Supplied entries section start

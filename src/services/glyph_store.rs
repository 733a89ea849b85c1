//! Glyph Store
//!
//! Persistence and query layer over two backends:
//!
//! - the shared pool (`DocumentStore`), when the application is configured
//!   with one: append-only artifacts plus a per-identity pointer map
//! - device-local storage, when it is not: one overwritable entry per
//!   `(identity, character)` under `glyph:{identity}:{character}`
//!
//! Which backend is used is decided once, at construction, by `RemoteStore`.
//! A remote that fails at runtime is reported to the caller; it does not
//! silently switch the store to local mode.

use std::collections::BTreeMap;
use std::sync::{Arc, Mutex};

use futures_util::future::join_all;
use glyph_pool_core::{
    character_from_local_key, local_glyph_key, local_glyph_prefix, validate_identity,
    CoreError, CoreResult, DocumentStore, LocalStorage, NewGlyphArtifact,
};
use rand::rngs::StdRng;
use rand::seq::SliceRandom;
use rand::SeedableRng;
use tracing::{debug, warn};

/// Character -> image data URL.
pub type GlyphImages = BTreeMap<String, String>;

/// The shared pool handle, or the explicit absence of one.
#[derive(Clone)]
pub enum RemoteStore {
    Connected(Arc<dyn DocumentStore>),
    Disabled,
}

impl RemoteStore {
    pub fn connected(store: impl DocumentStore + 'static) -> Self {
        Self::Connected(Arc::new(store))
    }

    pub fn is_available(&self) -> bool {
        matches!(self, Self::Connected(_))
    }
}

impl std::fmt::Debug for RemoteStore {
    fn fmt(&self, f: &mut std::fmt::Formatter<'_>) -> std::fmt::Result {
        match self {
            Self::Connected(_) => write!(f, "RemoteStore::Connected"),
            Self::Disabled => write!(f, "RemoteStore::Disabled"),
        }
    }
}

/// Saves drawn glyphs and answers glyph lookups.
pub struct GlyphStore {
    remote: RemoteStore,
    local: Arc<dyn LocalStorage>,
    rng: Mutex<StdRng>,
}

impl GlyphStore {
    pub fn new(remote: RemoteStore, local: Arc<dyn LocalStorage>) -> Self {
        Self {
            remote,
            local,
            rng: Mutex::new(StdRng::from_entropy()),
        }
    }

    /// Replace the random source used to pick from the shared pool.
    pub fn with_rng(mut self, rng: StdRng) -> Self {
        self.rng = Mutex::new(rng);
        self
    }

    pub fn remote(&self) -> &RemoteStore {
        &self.remote
    }

    pub fn is_remote_available(&self) -> bool {
        self.remote.is_available()
    }

    /// Persist a drawn glyph for `(identity, character)`.
    ///
    /// Returns the new artifact id, or the local key when running without a
    /// shared pool. Inputs are validated before any I/O. The image is only
    /// borrowed, so the caller still holds it if this fails.
    pub async fn save(&self, identity: &str, character: &str, image: &str) -> CoreResult<String> {
        let artifact = NewGlyphArtifact::new(identity, character, image)?;

        match &self.remote {
            RemoteStore::Connected(store) => {
                let created = store.create_artifact(artifact).await?;

                // The artifact and the pointer are separate documents. If the
                // pointer write fails the artifact stays in the pool, unowned
                // by any map, and the identity's own lookup misses it.
                if let Err(e) = store
                    .merge_user_pointer(identity, character, &created.id)
                    .await
                {
                    warn!(
                        identity = %identity,
                        character = %character,
                        artifact_id = %created.id,
                        error = %e,
                        "saved glyph but could not update the identity's glyph map"
                    );
                }

                debug!(identity = %identity, character = %character, artifact_id = %created.id, "saved glyph to shared pool");
                Ok(created.id)
            }
            RemoteStore::Disabled => {
                let key = local_glyph_key(identity, character);
                self.local.set_item(&key, image).map_err(|e| match e {
                    CoreError::StorageUnavailable(_) => e,
                    other => CoreError::storage_unavailable(other.to_string()),
                })?;

                debug!(identity = %identity, character = %character, key = %key, "saved glyph locally");
                Ok(key)
            }
        }
    }

    /// Every glyph `identity` currently has on file, by character.
    ///
    /// An identity with no map yet gets an empty result. Pointers to artifacts
    /// that cannot be fetched are skipped.
    pub async fn load_own_artifacts(&self, identity: &str) -> CoreResult<GlyphImages> {
        validate_identity(identity)?;

        match &self.remote {
            RemoteStore::Connected(store) => {
                let Some(map) = store.get_user_map(identity).await? else {
                    return Ok(GlyphImages::new());
                };

                let fetches = map.character_pointers.iter().map(|(character, artifact_id)| {
                    let store = Arc::clone(store);
                    async move {
                        let result = store.get_artifact(artifact_id).await;
                        (character, artifact_id, result)
                    }
                });

                let mut images = GlyphImages::new();
                for (character, artifact_id, result) in join_all(fetches).await {
                    match result {
                        Ok(Some(artifact)) => {
                            images.insert(character.clone(), artifact.image);
                        }
                        Ok(None) => {
                            debug!(identity = %identity, character = %character, artifact_id = %artifact_id, "glyph map points at a missing artifact");
                        }
                        Err(e) => {
                            warn!(identity = %identity, character = %character, artifact_id = %artifact_id, error = %e, "failed to fetch own glyph");
                        }
                    }
                }
                Ok(images)
            }
            RemoteStore::Disabled => {
                let entries = self.local.entries_with_prefix(&local_glyph_prefix(identity))?;
                Ok(entries
                    .into_iter()
                    .filter_map(|(key, image)| {
                        character_from_local_key(identity, &key)
                            .map(|character| (character.to_string(), image))
                    })
                    .collect())
            }
        }
    }

    /// A uniformly random image for `character` from the shared pool.
    ///
    /// `None` when nobody has drawn it, or when there is no shared pool.
    pub async fn query_random_global_artifact(&self, character: &str) -> CoreResult<Option<String>> {
        let RemoteStore::Connected(store) = &self.remote else {
            return Ok(None);
        };
        if character.is_empty() {
            return Ok(None);
        }

        let matches = store.query_artifacts(character).await?;
        let mut rng = self
            .rng
            .lock()
            .map_err(|_| CoreError::internal("random source lock poisoned"))?;

        Ok(matches
            .choose(&mut *rng)
            .map(|artifact| artifact.image.clone()))
    }
}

Supplied entries section end

• **Assignment**:
Return the records above verbatim, in their entirety.

• **Expected answer**:
filename src/services/glyph_store.rs
repository 733a89ea849b85c1
//! Glyph Store
//!
//! Persistence and query layer over two backends:
//!
//! - the shared pool (`DocumentStore`), when the application is configured
//!   with one: append-only artifacts plus a per-identity pointer map
//! - device-local storage, when it is not: one overwritable entry per
//!   `(identity, character)` under `glyph:{identity}:{character}`
//!
//! Which backend is used is decided once, at construction, by `RemoteStore`.
//! A remote that fails at runtime is reported to the caller; it does not
//! silently switch the store to local mode.

use std::collections::BTreeMap;
use std::sync::{Arc, Mutex};

use futures_util::future::join_all;
use glyph_pool_core::{
    character_from_local_key, local_glyph_key, local_glyph_prefix, validate_identity,
    CoreError, CoreResult, DocumentStore, LocalStorage, NewGlyphArtifact,
};
use rand::rngs::StdRng;
use rand::seq::SliceRandom;
use rand::SeedableRng;
use tracing::{debug, warn};

/// Character -> image data URL.
pub type GlyphImages = BTreeMap<String, String>;

/// The shared pool handle, or the explicit absence of one.
#[derive(Clone)]
pub enum RemoteStore {
    Connected(Arc<dyn DocumentStore>),
    Disabled,
}

impl RemoteStore {
    pub fn connected(store: impl DocumentStore + 'static) -> Self {
        Self::Connected(Arc::new(store))
    }

    pub fn is_available(&self) -> bool {
        matches!(self, Self::Connected(_))
    }
}

impl std::fmt::Debug for RemoteStore {
    fn fmt(&self, f: &mut std::fmt::Formatter<'_>) -> std::fmt::Result {
        match self {
            Self::Connected(_) => write!(f, "RemoteStore::Connected"),
            Self::Disabled => write!(f, "RemoteStore::Disabled"),
        }
    }
}

/// Saves drawn glyphs and answers glyph lookups.
pub struct GlyphStore {
    remote: RemoteStore,
    local: Arc<dyn LocalStorage>,
    rng: Mutex<StdRng>,
}

impl GlyphStore {
    pub fn new(remote: RemoteStore, local: Arc<dyn LocalStorage>) -> Self {
        Self {
            remote,
            local,
            rng: Mutex::new(StdRng::from_entropy()),
        }
    }

    /// Replace the random source used to pick from the shared pool.
    pub fn with_rng(mut self, rng: StdRng) -> Self {
        self.rng = Mutex::new(rng);
        self
    }

    pub fn remote(&self) -> &RemoteStore {
        &self.remote
    }

    pub fn is_remote_available(&self) -> bool {
        self.remote.is_available()
    }

    /// Persist a drawn glyph for `(identity, character)`.
    ///
    /// Returns the new artifact id, or the local key when running without a
    /// shared pool. Inputs are validated before any I/O. The image is only
    /// borrowed, so the caller still holds it if this fails.
    pub async fn save(&self, identity: &str, character: &str, image: &str) -> CoreResult<String> {
        let artifact = NewGlyphArtifact::new(identity, character, image)?;

        match &self.remote {
            RemoteStore::Connected(store) => {
                let created = store.create_artifact(artifact).await?;

                // The artifact and the pointer are separate documents. If the
                // pointer write fails the artifact stays in the pool, unowned
                // by any map, and the identity's own lookup misses it.
                if let Err(e) = store
                    .merge_user_pointer(identity, character, &created.id)
                    .await
                {
                    warn!(
                        identity = %identity,
                        character = %character,
                        artifact_id = %created.id,
                        error = %e,
                        "saved glyph but could not update the identity's glyph map"
                    );
                }

                debug!(identity = %identity, character = %character, artifact_id = %created.id, "saved glyph to shared pool");
                Ok(created.id)
            }
            RemoteStore::Disabled => {
                let key = local_glyph_key(identity, character);
                self.local.set_item(&key, image).map_err(|e| match e {
                    CoreError::StorageUnavailable(_) => e,
                    other => CoreError::storage_unavailable(other.to_string()),
                })?;

                debug!(identity = %identity, character = %character, key = %key, "saved glyph locally");
                Ok(key)
            }
        }
    }

    /// Every glyph `identity` currently has on file, by character.
    ///
    /// An identity with no map yet gets an empty result. Pointers to artifacts
    /// that cannot be fetched are skipped.
    pub async fn load_own_artifacts(&self, identity: &str) -> CoreResult<GlyphImages> {
        validate_identity(identity)?;

        match &self.remote {
            RemoteStore::Connected(store) => {
                let Some(map) = store.get_user_map(identity).await? else {
                    return Ok(GlyphImages::new());
                };

                let fetches = map.character_pointers.iter().map(|(character, artifact_id)| {
                    let store = Arc::clone(store);
                    async move {
                        let result = store.get_artifact(artifact_id).await;
                        (character, artifact_id, result)
                    }
                });

                let mut images = GlyphImages::new();
                for (character, artifact_id, result) in join_all(fetches).await {
                    match result {
                        Ok(Some(artifact)) => {
                            images.insert(character.clone(), artifact.image);
                        }
                        Ok(None) => {
                            debug!(identity = %identity, character = %character, artifact_id = %artifact_id, "glyph map points at a missing artifact");
                        }
                        Err(e) => {
                            warn!(identity = %identity, character = %character, artifact_id = %artifact_id, error = %e, "failed to fetch own glyph");
                        }
                    }
                }
                Ok(images)
            }
            RemoteStore::Disabled => {
                let entries = self.local.entries_with_prefix(&local_glyph_prefix(identity))?;
                Ok(entries
                    .into_iter()
                    .filter_map(|(key, image)| {
                        character_from_local_key(identity, &key)
                            .map(|character| (character.to_string(), image))
                    })
                    .collect())
            }
        }
    }

    /// A uniformly random image for `character` from the shared pool.
    ///
    /// `None` when nobody has drawn it, or when there is no shared pool.
    pub async fn query_random_global_artifact(&self, character: &str) -> CoreResult<Option<String>> {
        let RemoteStore::Connected(store) = &self.remote else {
            return Ok(None);
        };
        if character.is_empty() {
            return Ok(None);
        }

        let matches = store.query_artifacts(character).await?;
        let mut rng = self
            .rng
            .lock()
            .map_err(|_| CoreError::internal("random source lock poisoned"))?;

        Ok(matches
            .choose(&mut *rng)
            .map(|artifact| artifact.image.clone()))
    }
}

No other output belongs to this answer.